[How to complete this task]
Could you filter the data below down to the lines that hold the word "shared"?

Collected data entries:
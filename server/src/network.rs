//! Server tick loop: drain connection events until the next deadline, then
//! advance the game and broadcast a state snapshot to every client

use crate::client_manager::ClientManager;
use crate::game::{Game, GameConfig};
use log::{debug, error, info};
use shared::Transport;
use std::io;
use std::time::{Duration, Instant};

#[derive(Debug, Clone)]
pub struct ServerConfig {
    /// Ticks per second
    pub tick_rate: u32,
    pub width: i32,
    pub height: i32,
    pub max_clients: usize,
    pub seed: Option<u64>,
}

impl Default for ServerConfig {
    fn default() -> Self {
        Self {
            tick_rate: shared::DEFAULT_TICK_RATE,
            width: shared::BOARD_WIDTH,
            height: shared::BOARD_HEIGHT,
            max_clients: shared::state::MAX_PLAYERS,
            seed: None,
        }
    }
}

impl ServerConfig {
    pub fn tick_period(&self) -> Duration {
        Duration::from_secs_f64(1.0 / f64::from(self.tick_rate.max(1)))
    }

    fn game_config(&self) -> GameConfig {
        GameConfig {
            width: self.width,
            height: self.height,
            seed: self.seed,
        }
    }
}

/// Fixed-period deadlines that never drift.
///
/// Each deadline is the previous one plus the period, not "now" plus the
/// period, so time spent simulating does not push later ticks back. A server
/// that falls behind runs its overdue ticks back to back.
#[derive(Debug, Clone)]
pub struct TickSchedule {
    period: Duration,
    next_tick: Instant,
}

impl TickSchedule {
    /// First deadline is one period after `start`.
    pub fn new(period: Duration, start: Instant) -> Self {
        Self {
            period,
            next_tick: start + period,
        }
    }

    pub fn period(&self) -> Duration {
        self.period
    }

    pub fn next_tick(&self) -> Instant {
        self.next_tick
    }

    /// Time left before the deadline, or `None` once it has passed.
    pub fn remaining(&self, now: Instant) -> Option<Duration> {
        if now >= self.next_tick {
            None
        } else {
            Some(self.next_tick - now)
        }
    }

    pub fn advance(&mut self) {
        self.next_tick += self.period;
    }
}

#[derive(Debug, Clone, Copy, PartialEq, Eq)]
pub enum TickPhase {
    /// Servicing connections until the deadline
    Draining,
    /// Updating the simulation and queueing snapshots
    Advancing,
}

/// Main server coordinating connections and game simulation
pub struct Server {
    config: ServerConfig,
    game: Game,
    clients: ClientManager,
    schedule: TickSchedule,
    phase: TickPhase,
}

impl Server {
    pub fn new(config: ServerConfig) -> Self {
        let game = Game::new(&config.game_config());
        let clients = ClientManager::new(config.max_clients);
        let schedule = TickSchedule::new(config.tick_period(), Instant::now());

        Self {
            config,
            game,
            clients,
            schedule,
            phase: TickPhase::Draining,
        }
    }

    pub fn config(&self) -> &ServerConfig {
        &self.config
    }

    pub fn game(&self) -> &Game {
        &self.game
    }

    pub fn clients(&self) -> &ClientManager {
        &self.clients
    }

    pub fn phase(&self) -> TickPhase {
        self.phase
    }

    pub fn schedule(&self) -> &TickSchedule {
        &self.schedule
    }

    /// Runs ticks forever; only a transport failure ends the loop.
    pub async fn run<T: Transport>(&mut self, transport: &mut T) -> io::Result<()> {
        info!(
            "Server started: {} Hz, {}x{} board, up to {} clients",
            self.config.tick_rate, self.config.width, self.config.height, self.config.max_clients
        );
        self.schedule = TickSchedule::new(self.config.tick_period(), Instant::now());

        loop {
            if let Err(e) = self.run_tick(transport).await {
                error!("Transport failed: {}", e);
                return Err(e);
            }
        }
    }

    /// One drain phase followed by one advance phase.
    pub async fn run_tick<T: Transport>(&mut self, transport: &mut T) -> io::Result<()> {
        self.drain(transport).await?;
        self.advance(transport);
        Ok(())
    }

    /// Services connections until the current deadline passes, then moves
    /// the deadline forward by one period.
    ///
    /// Polls at least once, with no wait when the deadline is already past,
    /// so a server running behind still reads input every tick.
    pub async fn drain<T: Transport>(&mut self, transport: &mut T) -> io::Result<()> {
        self.phase = TickPhase::Draining;
        loop {
            let remaining = self
                .schedule
                .remaining(Instant::now())
                .unwrap_or(Duration::ZERO);
            let (game, clients) = (&mut self.game, &mut self.clients);
            transport
                .poll(remaining, |connection, event| {
                    clients.handle_event(game, connection, event)
                })
                .await?;

            if self.schedule.remaining(Instant::now()).is_none() {
                break;
            }
        }
        self.schedule.advance();
        Ok(())
    }

    /// Updates the game and queues a snapshot on every client connection.
    pub fn advance<T: Transport>(&mut self, transport: &mut T) {
        self.phase = TickPhase::Advancing;
        self.game.update();
        self.broadcast(transport);
        self.phase = TickPhase::Draining;

        let tick_rate = u64::from(self.config.tick_rate.max(1));
        if self.game.tick % tick_rate == 0 {
            debug!(
                "Tick {}: {} clients",
                self.game.tick,
                self.clients.client_count()
            );
        }
    }

    fn broadcast<T: Transport>(&mut self, transport: &mut T) {
        for game_player in self.game.players() {
            let id = game_player.connection;
            let Some(connection) = transport.connection_mut(id) else {
                continue;
            };
            if let Err(e) = self.game.write_state(id, connection.outgoing_mut()) {
                error!("Failed to encode state for client {}: {}", id, e);
            }
        }
    }
}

[Solution]
use shared::Transport;
            tick_rate: shared::DEFAULT_TICK_RATE,
            width: shared::BOARD_WIDTH,
            height: shared::BOARD_HEIGHT,
            max_clients: shared::state::MAX_PLAYERS,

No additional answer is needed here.